Thoughtonomy reports that automation often has negative consequences, acting as a problem accelerator and complexity multiplier. Why? Application development is too hasty too often, with scant attention to details like standards, accreditation and verification, says Thoughtonomy CTO, Danny Major.We should bear his warning in mind when coding the IoT apps that health services could definitely use.

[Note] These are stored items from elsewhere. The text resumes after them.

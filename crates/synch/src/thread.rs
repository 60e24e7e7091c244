//! Identity of the executing thread.
//!
//! Holder tracking in [`Lock`](crate::Lock) and [`Spinlock`](crate::Spinlock)
//! compares identities, so every thread that touches a primitive is lazily given
//! a unique, never-reused, non-zero id.

use core::fmt;
use core::num::NonZeroU64;
use core::sync::atomic::{AtomicU64, Ordering};

static NEXT_ID: AtomicU64 = AtomicU64::new(1);

thread_local! {
    static CURRENT: ThreadId = ThreadId::allocate();
}

/// Opaque identity of a schedulable unit.
#[derive(Clone, Copy, PartialEq, Eq, PartialOrd, Ord, Hash)]
#[repr(transparent)]
pub struct ThreadId(NonZeroU64);

impl ThreadId {
    fn allocate() -> Self {
        let id = NEXT_ID.fetch_add(1, Ordering::Relaxed);
        match NonZeroU64::new(id) {
            Some(id) => Self(id),
            None => panic!("thread id space exhausted"),
        }
    }

    /// Returns the identity of the calling thread.
    pub fn current() -> Self {
        CURRENT.with(|id| *id)
    }

    /// Returns the raw id. Never zero.
    #[inline]
    pub const fn as_u64(self) -> u64 {
        self.0.get()
    }
}

impl fmt::Debug for ThreadId {
    fn fmt(&self, f: &mut fmt::Formatter<'_>) -> fmt::Result {
        write!(f, "ThreadId({})", self.0)
    }
}

impl fmt::Display for ThreadId {
    fn fmt(&self, f: &mut fmt::Formatter<'_>) -> fmt::Result {
        write!(f, "{}", self.0)
    }
}

#[cfg(test)]
mod tests {
    use super::*;
    use std::thread;

    #[test]
    fn stable_within_a_thread() {
        assert_eq!(ThreadId::current(), ThreadId::current());
    }

    #[test]
    fn distinct_across_threads() {
        let here = ThreadId::current();
        let there = thread::spawn(ThreadId::current).join().unwrap();
        assert_ne!(here, there);
        assert_ne!(there.as_u64(), 0);
    }
}
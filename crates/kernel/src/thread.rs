//! Kernel threads.
//!
//! Every kernel thread runs on its own host thread and belongs to exactly one
//! process. A thread ends by unwinding out of its entry point through
//! [`thread_exit`]; the start routine catches the unwind, tears down the
//! address space and reports the exit code to the process table.

use core::cell::RefCell;
use core::fmt;
use std::panic::{self, AssertUnwindSafe};
use std::sync::Arc;

use log::{error, trace, warn};
use spin::Mutex;
use vm::AddressSpace;

use crate::{Errno, KERNEL_PID, Kernel, Pid, UserMode};

pub struct Thread {
    name: String,
    pid: Pid,
    vmspace: Mutex<Option<AddressSpace>>,
    program: Mutex<Option<Arc<dyn UserMode>>>,
}

impl Thread {
    pub(crate) fn new(name: &str, pid: Pid) -> Self {
        Self {
            name: name.to_owned(),
            pid,
            vmspace: Mutex::new(None),
            program: Mutex::new(None),
        }
    }

    pub fn name(&self) -> &str {
        &self.name
    }

    pub fn pid(&self) -> Pid {
        self.pid
    }

    /// Installs `aspace` as this thread's address space, returning the previous one.
    pub fn install_vmspace(&self, aspace: AddressSpace) -> Option<AddressSpace> {
        self.vmspace.lock().replace(aspace)
    }

    pub fn take_vmspace(&self) -> Option<AddressSpace> {
        self.vmspace.lock().take()
    }

    /// Runs `f` on the thread's address space, if it has one.
    pub fn with_vmspace<R>(&self, f: impl FnOnce(&mut AddressSpace) -> R) -> Option<R> {
        self.vmspace.lock().as_mut().map(f)
    }

    pub(crate) fn set_program(&self, program: Arc<dyn UserMode>) {
        *self.program.lock() = Some(program);
    }

    pub(crate) fn program(&self) -> Option<Arc<dyn UserMode>> {
        self.program.lock().clone()
    }
}

impl fmt::Debug for Thread {
    fn fmt(&self, f: &mut fmt::Formatter<'_>) -> fmt::Result {
        f.debug_struct("Thread")
            .field("name", &self.name)
            .field("pid", &self.pid)
            .field("vmspace", &*self.vmspace.lock())
            .finish_non_exhaustive()
    }
}

thread_local! {
    static CURTHREAD: RefCell<Option<Arc<Thread>>> = const { RefCell::new(None) };
}

/// The kernel thread running on the calling host thread, if any.
pub fn curthread() -> Option<Arc<Thread>> {
    CURTHREAD.with(|cur| cur.borrow().clone())
}

/// The pid of the calling process, or [`KERNEL_PID`] outside of any process.
pub fn current_pid() -> Pid {
    CURTHREAD.with(|cur| cur.borrow().as_ref().map_or(KERNEL_PID, |t| t.pid()))
}

/// Unwind payload carrying a thread's exit code.
struct ThreadExit(i32);

/// Ends the calling kernel thread, reporting `code` as its process's exit status.
pub fn thread_exit(code: i32) -> ! {
    panic::resume_unwind(Box::new(ThreadExit(code)))
}

/// Creates a process with a new kernel thread running `entry`.
///
/// The new process is a child of the caller. Returns the new pid, or
/// `ENOMEM` if the host thread cannot be created.
pub fn thread_fork<F>(kernel: &Arc<Kernel>, name: &str, entry: F) -> Result<Pid, Errno>
where
    F: FnOnce(&Arc<Kernel>) + Send + 'static,
{
    let thread = kernel.processes().create(current_pid(), name);
    let pid = thread.pid();

    let spawned = std::thread::Builder::new()
        .name(format!("{name}[{pid}]"))
        .spawn({
            let kernel = Arc::clone(kernel);
            let thread = Arc::clone(&thread);
            move || thread_start(kernel, thread, entry)
        });

    match spawned {
        Ok(_) => Ok(pid),
        Err(err) => {
            warn!("thread_fork: cannot start {name}: {err}");
            kernel.processes().abandon(pid);
            Err(Errno::ENOMEM)
        }
    }
}

fn thread_start<F>(kernel: Arc<Kernel>, thread: Arc<Thread>, entry: F)
where
    F: FnOnce(&Arc<Kernel>),
{
    CURTHREAD.with(|cur| *cur.borrow_mut() = Some(Arc::clone(&thread)));
    trace!("thread {} (pid {}) started", thread.name(), thread.pid());

    let result = panic::catch_unwind(AssertUnwindSafe(|| entry(&kernel)));
    let code = match result {
        Ok(()) => 0,
        Err(payload) => match payload.downcast::<ThreadExit>() {
            Ok(exit) => exit.0,
            Err(payload) => {
                error!("thread {} (pid {}) panicked", thread.name(), thread.pid());
                thread_finish(&kernel, &thread, -1);
                panic::resume_unwind(payload);
            }
        },
    };
    thread_finish(&kernel, &thread, code);
}

fn thread_finish(kernel: &Kernel, thread: &Thread, code: i32) {
    if let Some(aspace) = thread.take_vmspace() {
        aspace.destroy();
    }
    thread.program.lock().take();
    CURTHREAD.with(|cur| cur.borrow_mut().take());
    kernel.processes().exit(thread.pid(), code);
}
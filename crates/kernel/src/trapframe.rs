/// User register state saved on entry to the kernel.
///
/// Only the registers the system call path reads or writes are modeled. The
/// call number arrives in `v0` and arguments in `a0`..`a3`; on return `v0`
/// holds the result or error number and `a3` is non-zero on error.
#[derive(Debug, Clone, Copy, PartialEq, Eq, Default)]
pub struct TrapFrame {
    pub v0: u32,
    pub v1: u32,
    pub a0: u32,
    pub a1: u32,
    pub a2: u32,
    pub a3: u32,
    pub sp: u32,
    /// Address of the instruction that trapped.
    pub epc: u32,
}

/// Size of one instruction; `epc` advances by this after a system call.
pub const INSTRUCTION_SIZE: u32 = 4;

impl TrapFrame {
    /// Builds the initial frame for entering a fresh program.
    pub const fn for_entry(argc: u32, argv: u32, stackptr: u32, entrypoint: u32) -> Self {
        Self {
            v0: 0,
            v1: 0,
            a0: argc,
            a1: argv,
            a2: 0,
            a3: 0,
            sp: stackptr,
            epc: entrypoint,
        }
    }

    /// The frame a forked child resumes with: a zero return value, no error,
    /// and the instruction after the `fork` call.
    pub const fn fork_child(&self) -> Self {
        Self {
            v0: 0,
            a3: 0,
            epc: self.epc + INSTRUCTION_SIZE,
            ..*self
        }
    }

    /// Returns true if the last system call reported an error.
    pub const fn is_error(&self) -> bool {
        self.a3 != 0
    }
}
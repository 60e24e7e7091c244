//! System calls.
//!
//! The call number arrives in `v0` and arguments in `a0`..`a2`. On return `v0`
//! holds the result with `a3 == 0`, or an [`Errno`] code with `a3 == 1`, and
//! `epc` points past the `syscall` instruction.

use std::sync::Arc;

use log::{debug, warn};
use synch::spl;
use vm::VirtualAddress;

use crate::{
    Errno, Kernel, Pid, TrapFrame,
    thread::{self, curthread},
    trapframe::INSTRUCTION_SIZE,
    user::{WORD_SIZE, usermode},
};

pub const SYS_FORK: u32 = 0;
pub const SYS_EXIT: u32 = 3;
pub const SYS_WAITPID: u32 = 4;
pub const SYS_GETPID: u32 = 5;
pub const SYS_SBRK: u32 = 13;

impl Kernel {
    /// Handles the system call described by `tf`, writing the outcome back
    /// into it.
    pub fn syscall(self: &Arc<Self>, tf: &mut TrapFrame) {
        assert_eq!(spl::curspl(), spl::SPL_LOW, "syscall entered at raised spl");

        let callno = tf.v0;
        let result = match callno {
            SYS_FORK => sys_fork(self, tf).map(|pid| pid as u32),
            SYS_EXIT => sys_exit(tf.a0 as i32),
            SYS_WAITPID => {
                let status = VirtualAddress::new(tf.a1);
                sys_waitpid(self, tf.a0 as Pid, status, tf.a2 as i32).map(|pid| pid as u32)
            }
            SYS_GETPID => Ok(sys_getpid() as u32),
            SYS_SBRK => sys_sbrk(tf.a0 as i32).map(|old| old.as_u32()),
            _ => {
                warn!("unknown syscall {callno}");
                Err(Errno::ENOSYS)
            }
        };

        match result {
            Ok(retval) => {
                tf.v0 = retval;
                tf.a3 = 0;
            }
            Err(err) => {
                tf.v0 = err.code();
                tf.a3 = 1;
            }
        }
        tf.epc += INSTRUCTION_SIZE;

        assert_eq!(spl::curspl(), spl::SPL_LOW, "syscall returned at raised spl");
    }
}

/// Duplicates the calling process. The child resumes from a copy of `tf`.
pub fn sys_fork(kernel: &Arc<Kernel>, tf: &TrapFrame) -> Result<Pid, Errno> {
    let parent = curthread().ok_or(Errno::EINVAL)?;
    let program = parent.program().ok_or(Errno::EINVAL)?;
    let child_vmspace = parent
        .with_vmspace(|aspace| aspace.copy())
        .ok_or(Errno::EINVAL)?
        .map_err(|err| {
            debug!("fork: address space copy failed: {err}");
            Errno::ENOMEM
        })?;

    let child_tf = *tf;
    let child = thread::thread_fork(kernel, parent.name(), move |kernel| {
        let tf = child_tf.fork_child();
        let Some(me) = curthread() else {
            unreachable!("forked child without a thread");
        };
        me.set_program(Arc::clone(&program));
        me.install_vmspace(child_vmspace);
        me.with_vmspace(|aspace| aspace.activate());
        usermode(kernel, program, tf)
    })?;

    debug!("process {} forked {child}", parent.pid());
    Ok(child)
}

/// Terminates the calling process with exit status `code`.
pub fn sys_exit(code: i32) -> ! {
    thread::thread_exit(code)
}

/// Waits for `pid` and stores its exit status at user address `status`.
pub fn sys_waitpid(
    kernel: &Kernel,
    pid: Pid,
    status: VirtualAddress,
    options: i32,
) -> Result<Pid, Errno> {
    let caller = curthread().ok_or(Errno::EINVAL)?;
    let status_ok = status.as_u32() != 0
        && caller
            .with_vmspace(|aspace| {
                aspace.translate(status).is_some()
                    && aspace.translate(status + (WORD_SIZE - 1)).is_some()
            })
            .unwrap_or(false);

    let mut code = 0;
    let status_slot = status_ok.then_some(&mut code);
    let pid = kernel
        .processes()
        .waitpid(caller.pid(), pid, status_slot, options)?;

    caller
        .with_vmspace(|aspace| aspace.copyout(status, &code.to_be_bytes()))
        .unwrap_or(Err(vm::VmError::BadAddress))?;
    Ok(pid)
}

pub fn sys_getpid() -> Pid {
    thread::current_pid()
}

/// Moves the calling process's heap break by `amount` bytes and returns the
/// old break.
pub fn sys_sbrk(amount: i32) -> Result<VirtualAddress, Errno> {
    let thread = curthread().ok_or(Errno::EINVAL)?;
    let old = thread
        .with_vmspace(|aspace| aspace.grow_heap(amount as isize))
        .ok_or(Errno::EINVAL)??;
    Ok(old)
}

Recent hospital experience
I propose these apps after 10 days spent on trolleys, beds and operating tables at Croydon University Hospital. The day to day operations of the UK’s National Health Service are probably typical of every health service across the globe. This was confirmed by the diversity of nationalities I found myself looking up to. I love chatting with doctors, nurses and anaesthetists (as that’s what four of my family were) so I quizzed them keenly right until the morphine kicked in.Automation could definitely improve the patient environments that nurses are too over-worked to monitor. UK patients often get hastily positioned directly under glaring lights, in extreme temperatures, while 12 monitors go BING at full volume in a disjointed rhythm that even a jazz fan would hate. If only someone could place sensors to monitor temperature, moisture, sound and light. These could alert the nurses if the patient is unwittingly being subject to sensory torture.
The biggest source of hell is other patients. Some patients and their visitors use hospitals like a playground. They seriously impede the nurses. Then I had a crack addict in the bed next door, with a massive sense of expectation. He aggressively asserted his right to heroin substitute, pronto, or he was going to buy his own! Nobody judged him for condition, nor his convictions for theft to fund his aspirations (he brazenly broadcast all this via endless shouty mobile phone messages) but it does make other patients wary about sleeping.